Joining us now are two on-air talkers from opposite sides of the fence.

In Los Angeles, syndicated radio host Stephanie Miller. And in Des Moines, Jan Mickelson of station WHO.

Stephanie Miller, I want to play for you a clip from Thursday's Pentagon briefing with Don Rumsfeld. He really goes at the press, particularly takes umbrage at some comments or some questions from NBC correspondent Jim Miklaszewski.

Let's watch.


DONALD RUMSFELD, SECRETARY OF DEFENSE: You ought to just back off, take a look at it, relax, understand that it's complicated.

find almost every day I see all kinds of mythology repeated in the press. Day after day of things that never happened.

JIM MIKLASZEWSKI, NBC CORRESPONDENT: Mr. Secretary, can you blame us for the tone? Expressing some skepticism?

RUMSFELD: That's your job. You can express all the skepticism you want.

MIKLASZEWSKI: A benchmark has been laid down in terms of security forces and the like. The Iraqis have been unable to meet them.

RUMSFELD: That is just false.

Wait just a minute! Just a minute.

That is false.

Every time a security benchmark has been laid down, the Iraqis have failed to meet it. Wrong.


KURTZ: Stephanie Miller, is Don Rumsfeld back to the old administration tactic of blaming the press on Iraq?

STEPHANIE MILLER, RADIO TALK SHOW HOST: He doesn't appear to like questions at a press conference, Howard. That is apparently not the place for it.

And normally, as you know, he asks his own anyway. Is it going to be tough? Sure. Do I need you guys to ask me anything? No.

But I -- you know, as an actual compassionate liberal, Howard, I feel that it's time for him to go somewhere where he can spend a lot of time in his pajamas. I feel that he's getting a little cranky and persnickety.

He's kind of like that man that yells at the kids to get off the yard all day. He's a -- isn't he? He's like that gym teacher that tells you to run it off after you break your leg. He's, like, back off!

KURTZ: You're talking about the secretary of defense here.

MILLER: I mean, are you kidding me? This is the secretary of defense that is in charge of the most disastrous war plan we've ever had and he doesn't know us answers?

KURTZ: Let me go to Jan Mickelson.

Rumsfeld suggested several times that the media are deliberately playing up bad news about Iraq. But with the U.S. death toll for October the highest level in two years, and with Prime Minister Maliki in Iraq disputing what the White House said about agreeing to timetables and benchmarks, there hasn't been a lot of good news, has there?

JAN MICKELSON, RADIO TALK SHOW HOST: No, there has not, but both of those things are connected. Rumsfeld is old enough to remember the scene on top of those buildings in Saigon where our honorable peace, our honorable way of leaving Vietnam left behind a lot of our friends dangling from the bottom of our helicopters. We left behind good people because we did not have a good tactic to end that war.

At the end of Gulf I, we asked the Shiites to rise up against Saddam Hussein. They did. We stood down. They got slaughtered.

Rumsfeld understands the seriousness of this, that there are literally millions of lives at stake. He is -- his whole administration, partly from, as Stephanie said, because of some of their own mistakes, but because it's just the nature of the ugliness of this thing.

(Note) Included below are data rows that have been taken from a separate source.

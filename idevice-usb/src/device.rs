// Jackson Coxson

//! The device handle: owns the USB backend and the mux transport, and is
//! the factory for logical connections.

use log::debug;

use crate::mux::{MuxConnection, MuxTransport};
use crate::usb::{self, UsbDeviceInfo};
use crate::DeviceError;

/// An opened device. At most one live handle should exist per physical
/// device; the claimed interface enforces that on most hosts.
#[derive(Debug)]
pub struct UsbDevice {
    udid: String,
    transport: MuxTransport,
    _handle: nusb::Device,
}

impl UsbDevice {
    /// Opens a device by UDID, or the first one found when `udid` is
    /// `None`.
    ///
    /// A supplied UDID must be 40 hex digits; anything else is rejected as
    /// `InvalidArg` before touching the bus.
    pub async fn open(udid: Option<&str>) -> Result<Self, DeviceError> {
        let udid = match udid {
            Some(u) => {
                if u.len() != 40 || !u.bytes().all(|b| b.is_ascii_hexdigit()) {
                    return Err(DeviceError::InvalidArg);
                }
                Some(u.to_ascii_lowercase())
            }
            None => None,
        };
        let devices = usb::list_devices().await?;
        let info = match &udid {
            Some(u) => devices.into_iter().find(|d| &d.udid() == u),
            None => devices.into_iter().next(),
        }
        .ok_or(DeviceError::NoDevice)?;
        Self::open_device(info).await
    }

    /// Opens a device at an explicit (bus, address) location.
    pub async fn open_at(bus: u8, address: u8) -> Result<Self, DeviceError> {
        let info = usb::list_devices()
            .await?
            .into_iter()
            .find(|d| d.bus_number() == bus && d.address() == address)
            .ok_or(DeviceError::NoDevice)?;
        Self::open_device(info).await
    }

    /// Opens an enumerated device and starts its mux transport.
    pub async fn open_device(info: UsbDeviceInfo) -> Result<Self, DeviceError> {
        let udid = info.udid();
        let backend = usb::UsbBackend::open(&info).await?;
        debug!("opened device {udid}");
        let transport = MuxTransport::start(Box::new(backend.input), Box::new(backend.output));
        Ok(Self {
            udid,
            transport,
            _handle: backend.device,
        })
    }

    pub fn udid(&self) -> &str {
        &self.udid
    }

    /// Opens a logical connection to a TCP-like port on the device.
    pub async fn connect(&self, port: u16) -> Result<MuxConnection, DeviceError> {
        self.transport.connect(port).await
    }

    /// Closes the device: live connections are forcibly reset, residual
    /// bulk-in data is drained and the interface released.
    pub async fn close(mut self) {
        debug!("closing device {}", self.udid);
        self.transport.shutdown().await;
    }
}
// Jackson Coxson

//! Wire codec for the USB mux protocol: the fixed 28-byte TCP-like packet
//! header and the 20-byte version handshake header. All multi-byte fields
//! are network byte order.

use bytes::{Buf, BufMut, BytesMut};

use crate::DeviceError;

/// Protocol field of TCP-like stream packets.
pub const PROTOCOL_TCP: u32 = 6;
/// Protocol field of version handshake packets.
pub const PROTOCOL_VERSION: u32 = 0;

pub const HEADER_SIZE: usize = 28;
pub const VERSION_HEADER_SIZE: usize = 20;

/// Data offset byte, header length in 32-bit words shifted like TCP's.
pub const DATA_OFFSET: u8 = 0x50;
/// Receive window advertised to the device, in bytes.
pub const WINDOW_SIZE: u16 = 0x0200;

// Lengths are unsigned 32-bit on the wire, but anything at or over 2^31
// is treated as corruption.
const MAX_PACKET_LEN: u32 = i32::MAX as u32;

pub const FLAG_FIN: u8 = 0x01;
pub const FLAG_SYN: u8 = 0x02;
pub const FLAG_RST: u8 = 0x04;
pub const FLAG_ACK: u8 = 0x10;

/// A parsed mux packet header.
#[derive(Clone, Debug, PartialEq, Eq)]
pub struct MuxHeader {
    pub protocol: u32,
    pub length: u32,
    pub source_port: u16,
    pub dest_port: u16,
    pub seq: u32,
    pub ack: u32,
    pub flags: u8,
    pub window: u16,
}

impl MuxHeader {
    pub fn payload_len(&self) -> usize {
        self.length as usize - HEADER_SIZE
    }

    /// Parses and validates a header. The two length fields must agree and
    /// the total must cover at least the header itself.
    pub fn parse(buf: &[u8; HEADER_SIZE]) -> Result<Self, DeviceError> {
        let mut buf = &buf[..];
        let protocol = buf.get_u32();
        let length = buf.get_u32();
        let source_port = buf.get_u16();
        let dest_port = buf.get_u16();
        let seq = buf.get_u32();
        let ack = buf.get_u32();
        let _offset = buf.get_u8();
        let flags = buf.get_u8();
        let window = buf.get_u16();
        let _reserved = buf.get_u16();
        let length16 = buf.get_u16();

        if length < HEADER_SIZE as u32 || length >= MAX_PACKET_LEN {
            return Err(DeviceError::MuxError(format!(
                "packet length {length} out of range"
            )));
        }
        if length16 != (length & 0xffff) as u16 {
            return Err(DeviceError::MuxError(format!(
                "length fields disagree: {length} vs {length16}"
            )));
        }

        Ok(Self {
            protocol,
            length,
            source_port,
            dest_port,
            seq,
            ack,
            flags,
            window,
        })
    }
}

/// An outbound mux packet. Header and payload are encoded in one buffer so
/// a single write puts the whole packet on the wire.
#[derive(Debug)]
pub struct MuxPacket<'a> {
    pub source_port: u16,
    pub dest_port: u16,
    pub seq: u32,
    pub ack: u32,
    pub flags: u8,
    pub window: u16,
    pub payload: &'a [u8],
}

impl MuxPacket<'_> {
    pub fn encode(&self) -> BytesMut {
        let total = (HEADER_SIZE + self.payload.len()) as u32;
        let mut out = BytesMut::with_capacity(total as usize);
        out.put_u32(PROTOCOL_TCP);
        out.put_u32(total);
        out.put_u16(self.source_port);
        out.put_u16(self.dest_port);
        out.put_u32(self.seq);
        out.put_u32(self.ack);
        out.put_u8(DATA_OFFSET);
        out.put_u8(self.flags);
        out.put_u16(self.window);
        out.put_u16(0);
        out.put_u16((total & 0xffff) as u16);
        out.extend_from_slice(self.payload);
        out
    }
}

/// The handshake header exchanged right after the interface is claimed.
#[derive(Clone, Copy, Debug, PartialEq, Eq)]
pub struct VersionHeader {
    pub major: u32,
    pub minor: u32,
}

impl VersionHeader {
    pub const CURRENT: Self = Self { major: 1, minor: 0 };

    pub fn encode(&self) -> [u8; VERSION_HEADER_SIZE] {
        let mut out = [0u8; VERSION_HEADER_SIZE];
        out[0..4].copy_from_slice(&PROTOCOL_VERSION.to_be_bytes());
        out[4..8].copy_from_slice(&(VERSION_HEADER_SIZE as u32).to_be_bytes());
        out[8..12].copy_from_slice(&self.major.to_be_bytes());
        out[12..16].copy_from_slice(&self.minor.to_be_bytes());
        out
    }

    pub fn parse(buf: &[u8; VERSION_HEADER_SIZE]) -> Self {
        Self {
            major: u32::from_be_bytes(buf[8..12].try_into().unwrap()),
            minor: u32::from_be_bytes(buf[12..16].try_into().unwrap()),
        }
    }
}

#[cfg(test)]
mod tests {
    use super::*;

    #[test]
    fn header_roundtrip() {
        let pkt = MuxPacket {
            source_port: 0x1234,
            dest_port: 62078,
            seq: 1000,
            ack: 2000,
            flags: FLAG_ACK,
            window: WINDOW_SIZE,
            payload: b"hello",
        };
        let encoded = pkt.encode();
        assert_eq!(encoded.len(), HEADER_SIZE + 5);

        let header = MuxHeader::parse(encoded[..HEADER_SIZE].try_into().unwrap()).unwrap();
        assert_eq!(header.protocol, PROTOCOL_TCP);
        assert_eq!(header.length, (HEADER_SIZE + 5) as u32);
        assert_eq!(header.payload_len(), 5);
        assert_eq!(header.source_port, 0x1234);
        assert_eq!(header.dest_port, 62078);
        assert_eq!(header.seq, 1000);
        assert_eq!(header.ack, 2000);
        assert_eq!(header.flags, FLAG_ACK);
        assert_eq!(header.window, WINDOW_SIZE);
        assert_eq!(&encoded[HEADER_SIZE..], b"hello");
    }

    #[test]
    fn fields_are_network_byte_order() {
        let pkt = MuxPacket {
            source_port: 0x1234,
            dest_port: 0xf27e,
            seq: 0,
            ack: 0,
            flags: FLAG_SYN,
            window: 0x0200,
            payload: &[],
        };
        let encoded = pkt.encode();
        assert_eq!(&encoded[0..4], &[0, 0, 0, 6]);
        assert_eq!(&encoded[4..8], &[0, 0, 0, 28]);
        assert_eq!(&encoded[8..10], &[0x12, 0x34]);
        assert_eq!(&encoded[10..12], &[0xf2, 0x7e]);
        assert_eq!(encoded[20], DATA_OFFSET);
        assert_eq!(encoded[21], FLAG_SYN);
        assert_eq!(&encoded[22..24], &[0x02, 0x00]);
        assert_eq!(&encoded[26..28], &[0, 28]);
    }

    #[test]
    fn rejects_short_length() {
        let mut raw = [0u8; HEADER_SIZE];
        raw[0..4].copy_from_slice(&PROTOCOL_TCP.to_be_bytes());
        raw[4..8].copy_from_slice(&27u32.to_be_bytes());
        raw[26..28].copy_from_slice(&27u16.to_be_bytes());
        assert!(matches!(
            MuxHeader::parse(&raw),
            Err(DeviceError::MuxError(_))
        ));
    }

    #[test]
    fn rejects_oversized_length() {
        let mut raw = [0u8; HEADER_SIZE];
        raw[0..4].copy_from_slice(&PROTOCOL_TCP.to_be_bytes());
        let length = 1u32 << 31;
        raw[4..8].copy_from_slice(&length.to_be_bytes());
        raw[26..28].copy_from_slice(&((length & 0xffff) as u16).to_be_bytes());
        assert!(matches!(
            MuxHeader::parse(&raw),
            Err(DeviceError::MuxError(_))
        ));
    }

    #[test]
    fn rejects_disagreeing_lengths() {
        let mut raw = [0u8; HEADER_SIZE];
        raw[0..4].copy_from_slice(&PROTOCOL_TCP.to_be_bytes());
        raw[4..8].copy_from_slice(&64u32.to_be_bytes());
        raw[26..28].copy_from_slice(&28u16.to_be_bytes());
        assert!(matches!(
            MuxHeader::parse(&raw),
            Err(DeviceError::MuxError(_))
        ));
    }

    #[test]
    fn version_header_layout() {
        let encoded = VersionHeader::CURRENT.encode();
        assert_eq!(&encoded[0..4], &[0, 0, 0, 0]);
        assert_eq!(&encoded[4..8], &[0, 0, 0, 20]);
        assert_eq!(&encoded[8..12], &[0, 0, 0, 1]);
        assert_eq!(&encoded[12..20], &[0; 8]);
        assert_eq!(VersionHeader::parse(&encoded), VersionHeader::CURRENT);
    }
}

They don't want to have this all fall apart on their watch. They're terrified that they might have another step down and get our friends slaughtered. They don't want to be an asterisk in history with that under their belt.

KURTZ: All right. Let me jump in here, because I want to ask Stephanie whether or not -- you know we saw that press conference. President Bush got some very tough questioning when he met the press this week for the second time in two weeks.

Are journalists getting more aggressive now in questioning, being skeptical about pushing back on the administration's rationale for this war? MILLER: Well, Howard, first of all, may I just say, it's about time. You know, I certainly hold the media -- and by the media, I mean you, specifically, Howard -- responsible for, you know, the run- up to the war. You know, a lot of people might be alive today I think if the media had been paying more attention and been more critical, you know?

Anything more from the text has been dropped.